_HOW TO COMPLETE THIS TASK_. Filter the data below, keeping only lines that contain "registered".
▬▬▬
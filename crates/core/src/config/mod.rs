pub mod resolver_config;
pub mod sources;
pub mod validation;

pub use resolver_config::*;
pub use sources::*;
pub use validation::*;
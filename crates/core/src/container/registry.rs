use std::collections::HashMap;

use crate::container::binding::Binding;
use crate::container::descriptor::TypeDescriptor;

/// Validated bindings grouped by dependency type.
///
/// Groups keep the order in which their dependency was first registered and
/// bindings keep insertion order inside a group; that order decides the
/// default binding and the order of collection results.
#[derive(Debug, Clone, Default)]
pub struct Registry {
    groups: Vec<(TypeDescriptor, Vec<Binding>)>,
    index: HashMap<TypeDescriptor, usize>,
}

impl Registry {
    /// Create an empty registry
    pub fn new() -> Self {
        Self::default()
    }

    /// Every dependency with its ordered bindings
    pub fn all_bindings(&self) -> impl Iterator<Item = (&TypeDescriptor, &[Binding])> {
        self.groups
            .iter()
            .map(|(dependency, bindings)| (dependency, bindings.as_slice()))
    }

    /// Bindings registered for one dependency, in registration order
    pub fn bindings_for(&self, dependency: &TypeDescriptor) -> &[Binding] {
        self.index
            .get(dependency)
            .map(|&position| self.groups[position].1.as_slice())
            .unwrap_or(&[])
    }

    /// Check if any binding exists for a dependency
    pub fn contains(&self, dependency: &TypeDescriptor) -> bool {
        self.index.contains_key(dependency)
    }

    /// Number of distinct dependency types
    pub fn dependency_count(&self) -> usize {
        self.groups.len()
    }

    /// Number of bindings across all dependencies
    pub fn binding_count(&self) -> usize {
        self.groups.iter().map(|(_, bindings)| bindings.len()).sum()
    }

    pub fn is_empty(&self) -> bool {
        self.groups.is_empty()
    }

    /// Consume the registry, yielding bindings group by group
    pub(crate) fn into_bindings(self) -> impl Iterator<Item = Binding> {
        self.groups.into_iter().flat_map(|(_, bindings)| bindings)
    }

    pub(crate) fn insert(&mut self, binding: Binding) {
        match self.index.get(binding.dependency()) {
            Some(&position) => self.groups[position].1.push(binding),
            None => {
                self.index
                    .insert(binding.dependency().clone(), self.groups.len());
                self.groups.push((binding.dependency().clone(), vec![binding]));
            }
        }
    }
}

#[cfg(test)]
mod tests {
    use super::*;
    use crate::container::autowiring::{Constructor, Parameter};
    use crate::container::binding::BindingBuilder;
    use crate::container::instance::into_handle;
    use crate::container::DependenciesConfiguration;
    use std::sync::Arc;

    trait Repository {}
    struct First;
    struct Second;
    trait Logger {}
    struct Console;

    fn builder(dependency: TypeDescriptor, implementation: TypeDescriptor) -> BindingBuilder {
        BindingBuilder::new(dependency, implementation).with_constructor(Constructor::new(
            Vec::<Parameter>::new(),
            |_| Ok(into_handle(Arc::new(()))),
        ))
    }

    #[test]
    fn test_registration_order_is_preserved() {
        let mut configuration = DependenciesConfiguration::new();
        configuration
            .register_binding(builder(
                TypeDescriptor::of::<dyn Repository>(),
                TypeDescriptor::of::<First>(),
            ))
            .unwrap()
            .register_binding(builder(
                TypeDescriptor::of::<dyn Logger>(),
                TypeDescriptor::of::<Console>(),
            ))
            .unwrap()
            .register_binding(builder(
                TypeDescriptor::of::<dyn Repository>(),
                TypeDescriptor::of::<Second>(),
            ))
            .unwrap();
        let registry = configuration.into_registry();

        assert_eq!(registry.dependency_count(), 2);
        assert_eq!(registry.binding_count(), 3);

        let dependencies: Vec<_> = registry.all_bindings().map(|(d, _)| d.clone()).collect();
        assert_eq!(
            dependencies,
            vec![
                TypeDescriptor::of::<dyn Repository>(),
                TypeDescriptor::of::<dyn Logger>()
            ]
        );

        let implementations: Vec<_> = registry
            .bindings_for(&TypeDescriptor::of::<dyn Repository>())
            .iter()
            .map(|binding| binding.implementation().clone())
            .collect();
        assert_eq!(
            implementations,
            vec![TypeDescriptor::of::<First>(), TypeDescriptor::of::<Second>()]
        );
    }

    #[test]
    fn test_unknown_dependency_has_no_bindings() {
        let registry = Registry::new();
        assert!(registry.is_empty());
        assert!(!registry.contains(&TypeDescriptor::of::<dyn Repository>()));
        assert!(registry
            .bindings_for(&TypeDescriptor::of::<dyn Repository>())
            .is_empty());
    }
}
▬▬▬
_SOLVED PROBLEM_.
/// Groups keep the order in which their dependency was first registered and
    /// Bindings registered for one dependency, in registration order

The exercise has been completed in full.